> _Activity_
In the records below, find the line that contains "async fn create_customer(&self, draft: &CustomerDraft)" and the line that contains "reference already exists.". Set down exactly those lines and every line between them, and nothing more.
======== Data
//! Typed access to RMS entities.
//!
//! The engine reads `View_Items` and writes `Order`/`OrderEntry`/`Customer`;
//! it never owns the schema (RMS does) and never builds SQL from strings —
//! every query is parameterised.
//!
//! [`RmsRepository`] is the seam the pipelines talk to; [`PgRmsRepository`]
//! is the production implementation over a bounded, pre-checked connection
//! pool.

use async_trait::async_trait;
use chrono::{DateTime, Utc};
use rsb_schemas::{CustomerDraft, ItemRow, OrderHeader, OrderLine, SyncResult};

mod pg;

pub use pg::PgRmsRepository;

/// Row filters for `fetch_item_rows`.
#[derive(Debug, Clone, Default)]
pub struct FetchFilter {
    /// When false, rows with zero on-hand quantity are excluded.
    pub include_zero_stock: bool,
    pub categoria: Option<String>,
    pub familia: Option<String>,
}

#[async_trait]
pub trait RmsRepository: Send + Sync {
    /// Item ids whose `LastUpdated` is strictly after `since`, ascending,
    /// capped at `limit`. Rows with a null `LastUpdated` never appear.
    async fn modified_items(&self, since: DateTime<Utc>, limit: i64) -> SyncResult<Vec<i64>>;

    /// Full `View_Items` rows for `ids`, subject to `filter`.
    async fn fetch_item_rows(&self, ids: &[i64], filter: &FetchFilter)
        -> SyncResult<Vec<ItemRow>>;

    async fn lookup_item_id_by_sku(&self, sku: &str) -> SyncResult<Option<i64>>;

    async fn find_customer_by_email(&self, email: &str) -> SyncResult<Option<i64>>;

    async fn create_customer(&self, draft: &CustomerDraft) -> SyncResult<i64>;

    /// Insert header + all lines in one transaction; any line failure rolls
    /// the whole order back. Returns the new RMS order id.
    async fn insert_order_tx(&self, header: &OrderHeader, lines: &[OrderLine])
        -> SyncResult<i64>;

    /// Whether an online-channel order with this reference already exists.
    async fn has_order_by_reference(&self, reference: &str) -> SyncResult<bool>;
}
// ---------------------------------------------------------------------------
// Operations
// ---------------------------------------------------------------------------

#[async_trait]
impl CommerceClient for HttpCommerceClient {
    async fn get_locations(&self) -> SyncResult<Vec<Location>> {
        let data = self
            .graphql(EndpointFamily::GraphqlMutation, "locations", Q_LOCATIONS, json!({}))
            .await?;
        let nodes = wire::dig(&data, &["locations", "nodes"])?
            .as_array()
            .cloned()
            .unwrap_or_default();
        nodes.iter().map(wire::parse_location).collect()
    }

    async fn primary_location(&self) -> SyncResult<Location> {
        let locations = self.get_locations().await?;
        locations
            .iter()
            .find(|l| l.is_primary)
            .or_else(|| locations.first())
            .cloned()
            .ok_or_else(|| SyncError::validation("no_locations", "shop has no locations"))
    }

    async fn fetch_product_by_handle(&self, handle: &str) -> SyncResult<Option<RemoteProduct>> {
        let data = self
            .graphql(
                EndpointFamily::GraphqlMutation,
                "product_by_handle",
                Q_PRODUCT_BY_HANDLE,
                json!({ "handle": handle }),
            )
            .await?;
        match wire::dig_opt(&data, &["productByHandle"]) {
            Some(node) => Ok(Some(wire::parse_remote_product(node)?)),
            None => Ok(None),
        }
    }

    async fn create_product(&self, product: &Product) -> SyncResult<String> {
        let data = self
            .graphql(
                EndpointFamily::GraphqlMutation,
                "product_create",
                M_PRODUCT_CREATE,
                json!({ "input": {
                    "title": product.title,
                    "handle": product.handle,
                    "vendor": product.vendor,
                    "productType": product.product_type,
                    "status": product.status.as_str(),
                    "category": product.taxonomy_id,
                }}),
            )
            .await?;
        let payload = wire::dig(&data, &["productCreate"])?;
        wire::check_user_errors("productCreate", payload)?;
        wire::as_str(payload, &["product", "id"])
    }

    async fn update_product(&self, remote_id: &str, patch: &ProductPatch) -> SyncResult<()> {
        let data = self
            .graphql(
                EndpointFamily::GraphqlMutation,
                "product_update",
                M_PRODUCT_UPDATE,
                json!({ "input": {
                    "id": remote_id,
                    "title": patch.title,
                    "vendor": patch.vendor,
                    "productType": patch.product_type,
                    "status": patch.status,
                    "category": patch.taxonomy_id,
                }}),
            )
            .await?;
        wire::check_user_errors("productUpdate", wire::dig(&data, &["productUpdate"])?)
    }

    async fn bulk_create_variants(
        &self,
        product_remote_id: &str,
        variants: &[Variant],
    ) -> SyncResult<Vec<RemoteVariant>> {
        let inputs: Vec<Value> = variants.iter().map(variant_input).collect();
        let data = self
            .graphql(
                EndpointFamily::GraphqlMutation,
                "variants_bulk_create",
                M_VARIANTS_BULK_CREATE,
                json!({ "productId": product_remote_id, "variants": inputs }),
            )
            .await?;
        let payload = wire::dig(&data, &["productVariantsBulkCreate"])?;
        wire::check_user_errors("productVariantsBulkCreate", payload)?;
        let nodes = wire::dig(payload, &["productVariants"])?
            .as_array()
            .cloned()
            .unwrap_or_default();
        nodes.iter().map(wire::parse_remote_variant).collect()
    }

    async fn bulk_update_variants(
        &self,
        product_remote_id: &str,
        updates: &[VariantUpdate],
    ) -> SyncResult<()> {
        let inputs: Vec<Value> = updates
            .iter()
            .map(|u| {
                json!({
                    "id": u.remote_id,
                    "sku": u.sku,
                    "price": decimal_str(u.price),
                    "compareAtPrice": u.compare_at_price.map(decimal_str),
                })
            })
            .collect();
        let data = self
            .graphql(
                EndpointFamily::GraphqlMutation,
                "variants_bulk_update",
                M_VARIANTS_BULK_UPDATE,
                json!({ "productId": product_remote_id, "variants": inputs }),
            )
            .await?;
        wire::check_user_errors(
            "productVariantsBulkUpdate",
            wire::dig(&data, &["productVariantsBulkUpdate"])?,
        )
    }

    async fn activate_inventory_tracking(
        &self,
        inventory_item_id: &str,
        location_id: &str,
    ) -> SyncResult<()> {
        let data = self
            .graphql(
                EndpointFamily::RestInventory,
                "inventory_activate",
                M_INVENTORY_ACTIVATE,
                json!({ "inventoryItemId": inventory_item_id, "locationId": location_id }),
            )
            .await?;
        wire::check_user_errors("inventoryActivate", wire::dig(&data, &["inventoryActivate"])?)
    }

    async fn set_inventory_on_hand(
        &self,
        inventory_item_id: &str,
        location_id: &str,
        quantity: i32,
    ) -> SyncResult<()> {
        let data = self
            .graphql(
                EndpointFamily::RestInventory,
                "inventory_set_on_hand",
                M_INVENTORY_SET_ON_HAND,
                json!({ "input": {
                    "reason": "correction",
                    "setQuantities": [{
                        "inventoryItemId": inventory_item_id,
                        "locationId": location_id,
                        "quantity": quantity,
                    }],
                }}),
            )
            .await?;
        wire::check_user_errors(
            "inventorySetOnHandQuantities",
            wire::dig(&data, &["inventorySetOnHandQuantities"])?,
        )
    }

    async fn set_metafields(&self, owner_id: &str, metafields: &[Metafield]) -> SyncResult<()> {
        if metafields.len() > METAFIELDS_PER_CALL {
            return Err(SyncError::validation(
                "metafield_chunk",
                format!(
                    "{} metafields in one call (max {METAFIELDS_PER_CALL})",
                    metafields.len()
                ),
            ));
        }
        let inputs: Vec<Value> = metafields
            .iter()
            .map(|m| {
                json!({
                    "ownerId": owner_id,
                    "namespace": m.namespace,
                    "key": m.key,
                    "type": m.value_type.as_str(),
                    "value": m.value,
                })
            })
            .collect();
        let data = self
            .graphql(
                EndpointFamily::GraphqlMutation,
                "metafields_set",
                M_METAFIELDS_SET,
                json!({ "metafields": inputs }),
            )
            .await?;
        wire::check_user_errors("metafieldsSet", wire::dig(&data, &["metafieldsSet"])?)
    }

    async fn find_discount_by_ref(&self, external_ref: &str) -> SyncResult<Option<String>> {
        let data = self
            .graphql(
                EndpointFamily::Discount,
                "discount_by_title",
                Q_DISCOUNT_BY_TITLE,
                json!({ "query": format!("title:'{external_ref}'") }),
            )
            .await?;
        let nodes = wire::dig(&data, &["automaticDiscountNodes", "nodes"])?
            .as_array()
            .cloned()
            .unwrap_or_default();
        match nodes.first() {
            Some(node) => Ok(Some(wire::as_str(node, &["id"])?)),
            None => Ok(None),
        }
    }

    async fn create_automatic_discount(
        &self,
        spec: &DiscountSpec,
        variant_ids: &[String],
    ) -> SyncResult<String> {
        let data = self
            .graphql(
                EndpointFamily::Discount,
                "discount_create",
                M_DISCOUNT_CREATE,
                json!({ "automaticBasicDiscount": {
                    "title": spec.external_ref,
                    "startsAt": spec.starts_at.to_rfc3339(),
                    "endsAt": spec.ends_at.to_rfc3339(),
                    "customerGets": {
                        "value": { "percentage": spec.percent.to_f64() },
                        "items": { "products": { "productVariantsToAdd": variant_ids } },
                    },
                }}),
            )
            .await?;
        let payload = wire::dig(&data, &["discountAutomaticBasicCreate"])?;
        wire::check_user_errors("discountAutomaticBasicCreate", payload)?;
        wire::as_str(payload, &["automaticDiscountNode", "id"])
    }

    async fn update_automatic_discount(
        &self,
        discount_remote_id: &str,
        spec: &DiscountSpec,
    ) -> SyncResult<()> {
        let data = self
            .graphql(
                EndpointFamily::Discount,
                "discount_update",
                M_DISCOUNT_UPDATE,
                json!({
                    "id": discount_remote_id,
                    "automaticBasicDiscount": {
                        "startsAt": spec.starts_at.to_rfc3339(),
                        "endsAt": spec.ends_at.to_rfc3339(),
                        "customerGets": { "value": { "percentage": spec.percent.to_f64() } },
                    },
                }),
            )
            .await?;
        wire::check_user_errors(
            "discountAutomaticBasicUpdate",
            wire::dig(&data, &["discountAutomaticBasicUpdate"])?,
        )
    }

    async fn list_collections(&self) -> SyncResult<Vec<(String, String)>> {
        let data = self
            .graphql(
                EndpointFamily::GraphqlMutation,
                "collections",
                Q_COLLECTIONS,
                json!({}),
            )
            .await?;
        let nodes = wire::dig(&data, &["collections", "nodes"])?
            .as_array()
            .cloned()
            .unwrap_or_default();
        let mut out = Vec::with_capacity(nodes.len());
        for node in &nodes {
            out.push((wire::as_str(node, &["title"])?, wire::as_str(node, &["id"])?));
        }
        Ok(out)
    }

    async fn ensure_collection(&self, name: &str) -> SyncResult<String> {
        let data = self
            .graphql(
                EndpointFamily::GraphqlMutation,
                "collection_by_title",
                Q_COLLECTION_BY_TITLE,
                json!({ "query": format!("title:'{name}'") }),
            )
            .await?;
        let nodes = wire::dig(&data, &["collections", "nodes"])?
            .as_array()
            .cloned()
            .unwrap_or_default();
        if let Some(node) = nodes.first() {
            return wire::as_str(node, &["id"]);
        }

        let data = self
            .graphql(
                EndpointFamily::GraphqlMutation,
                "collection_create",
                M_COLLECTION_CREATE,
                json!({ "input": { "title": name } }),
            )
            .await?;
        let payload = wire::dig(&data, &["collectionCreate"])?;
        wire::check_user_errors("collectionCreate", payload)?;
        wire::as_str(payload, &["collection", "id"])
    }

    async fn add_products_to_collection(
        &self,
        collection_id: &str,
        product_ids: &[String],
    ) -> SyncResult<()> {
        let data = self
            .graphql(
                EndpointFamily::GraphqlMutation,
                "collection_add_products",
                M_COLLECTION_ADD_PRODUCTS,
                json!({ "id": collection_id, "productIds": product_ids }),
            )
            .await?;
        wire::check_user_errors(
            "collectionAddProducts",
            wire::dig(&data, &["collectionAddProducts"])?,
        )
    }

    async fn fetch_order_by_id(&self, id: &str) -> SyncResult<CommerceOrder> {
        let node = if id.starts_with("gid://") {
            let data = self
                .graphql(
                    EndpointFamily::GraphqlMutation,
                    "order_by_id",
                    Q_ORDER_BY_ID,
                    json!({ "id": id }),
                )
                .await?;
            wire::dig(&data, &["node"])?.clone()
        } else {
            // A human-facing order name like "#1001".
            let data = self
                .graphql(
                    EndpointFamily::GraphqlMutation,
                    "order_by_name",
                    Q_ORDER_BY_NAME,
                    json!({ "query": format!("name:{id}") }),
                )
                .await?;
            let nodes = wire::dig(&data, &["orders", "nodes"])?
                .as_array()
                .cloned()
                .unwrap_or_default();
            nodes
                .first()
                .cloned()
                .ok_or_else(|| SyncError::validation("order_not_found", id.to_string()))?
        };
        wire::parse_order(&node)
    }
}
================
> _Output for this exercise_
    async fn create_customer(&self, draft: &CustomerDraft) -> SyncResult<i64>;

    /// Insert header + all lines in one transaction; any line failure rolls
    /// the whole order back. Returns the new RMS order id.
    async fn insert_order_tx(&self, header: &OrderHeader, lines: &[OrderLine])
        -> SyncResult<i64>;

    /// Whether an online-channel order with this reference already exists.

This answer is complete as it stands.